Piaget assigns fairly wide age-ranges to these : to the first 4-7; to the second 8-I I years. There is reason, I think, to suppose from some of the English work that these processes will be speeded or slowed according to the.sorts of experience which the child gets but the evidence also suggests that the sequence is none the less fairly fixed, and that, if these sequences are transgressed, there is real danger of inducing kinds of rigidity of thinking which will inhibit learning later on.
The third stage concerns principally the teacher of adolescents. It is the full development of reasoned thinking, of capacity to handle propositional or formal operations. The child is capable of reasoning on a variety of relational factors, and able to accept a proposition `as if it were true' and to reason from it. He has developed operational schemata and the genuine basis of abstract, logical and mathematical thought.
This is a development which does not universally or automatically take place. Nor does it necessarily follow from ordinary educational experience.
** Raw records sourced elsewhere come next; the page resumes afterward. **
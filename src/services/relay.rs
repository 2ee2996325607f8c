//! Agent event relay
//!
//! Polls the agent's event feed and publishes what it sees on the bus.

use std::sync::Arc;
use std::time::Duration;
use tokio::task::JoinHandle;
use tracing::{debug, info, warn};

use crate::events::EventBus;
use super::agent::AgentService;

pub struct EventRelay {
    agent: Arc<dyn AgentService>,
    bus: EventBus,
    interval: Duration,
    cursor: u64,
}

impl EventRelay {
    pub fn new(agent: Arc<dyn AgentService>, bus: EventBus, interval: Duration) -> Self {
        Self {
            agent,
            bus,
            interval,
            cursor: 0,
        }
    }

    /// Fetch one batch and publish it; returns how many events were published
    pub async fn poll_once(&mut self) -> usize {
        match self.agent.poll_events(self.cursor).await {
            Ok(batch) => {
                let count = batch.events.len();
                for event in batch.events {
                    self.bus.publish(event);
                }
                self.cursor = batch.cursor.max(self.cursor);
                if count > 0 {
                    debug!(count = count, cursor = self.cursor, "Relayed agent events");
                }
                count
            }
            Err(e) => {
                warn!(error = %e, cursor = self.cursor, "Failed to poll agent events");
                0
            }
        }
    }

    pub fn cursor(&self) -> u64 {
        self.cursor
    }

    /// Poll forever on the configured interval
    pub fn spawn(mut self) -> JoinHandle<()> {
        info!("Started agent event relay with interval {:?}", self.interval);
        tokio::spawn(async move {
            let mut ticker = tokio::time::interval(self.interval);
            loop {
                ticker.tick().await;
                self.poll_once().await;
            }
        })
    }
}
A great many people in fact do not get beyond the concrete operational sort of stage though they may appear to operate at more abstract levels because of the way they verbalize. In determining whether or not pupils will progress from the concrete operational to a higherstage, the various languages acquired in or improved by education are probably critical-particularly the mother tongue itself, and the mathematical types of symbolism. In the light of this, we may look again at pacing-at the idea of trying to match to the course of a child's development, curriculum and method, the kinds of problems which are put before him and the kinds of strategies which he is helped to use. Two things become immediately apparent: any content, method, or problem which presupposes a stage in development not yet attained is likely to lead the child to a trial and error type of behaviour, and to rote memorizing. If the incentives to learn are authoritarian and punitive, panic and avoidance tend to become marked aspects of behaviour. This is very noticeable, of course, in problems in learning arithmetic and mathematics. Even where the teaching is good and relations between teacher and taught are warm and friendly, premature
teaching may lead to the adoption of rigid strategies without understanding and therefore incapable of generalization. We see this quite often in the child who conforms well to a reasonably humane school and becomes very good at doing mechanical arithmetic but who gets progressively more and more floored as his (more usually her) problems move away from the kind which he or she has learned to solve. The second risk is in some ways more serious. Highly authoritarian teaching may eventually provoke revolt. The accepting, pleasant teacher whom the children very much like makes it difficult for them to let him down. If the environment, that is to say, the home and the school, does not specifically foster the type of growth transition from one state or level of thinking to the next, thus preparing a child for further stages in the content of his curriculum, the growth itself will be delayed and not merely in intellectual ways. One has the not unfamiliar picture of a child who is expected — because of success gained hitherto — to be ready for a further stage and who chronologically ought to be at that stage, but who in fact has become fixated in a form of success which does not allow for growth. They are like a sports player who has acquired a high degree of skill but whose very level of attainment inhibits the recombination and modification of that skill into more complex forms. This, I think, is peculiarly likely to happen to those children whose use of language (in Bernstein's formulation) is in fact largely of the `public type', and who therefore lack the instrument with which steadily to make more and more precise the concepts with which they deal.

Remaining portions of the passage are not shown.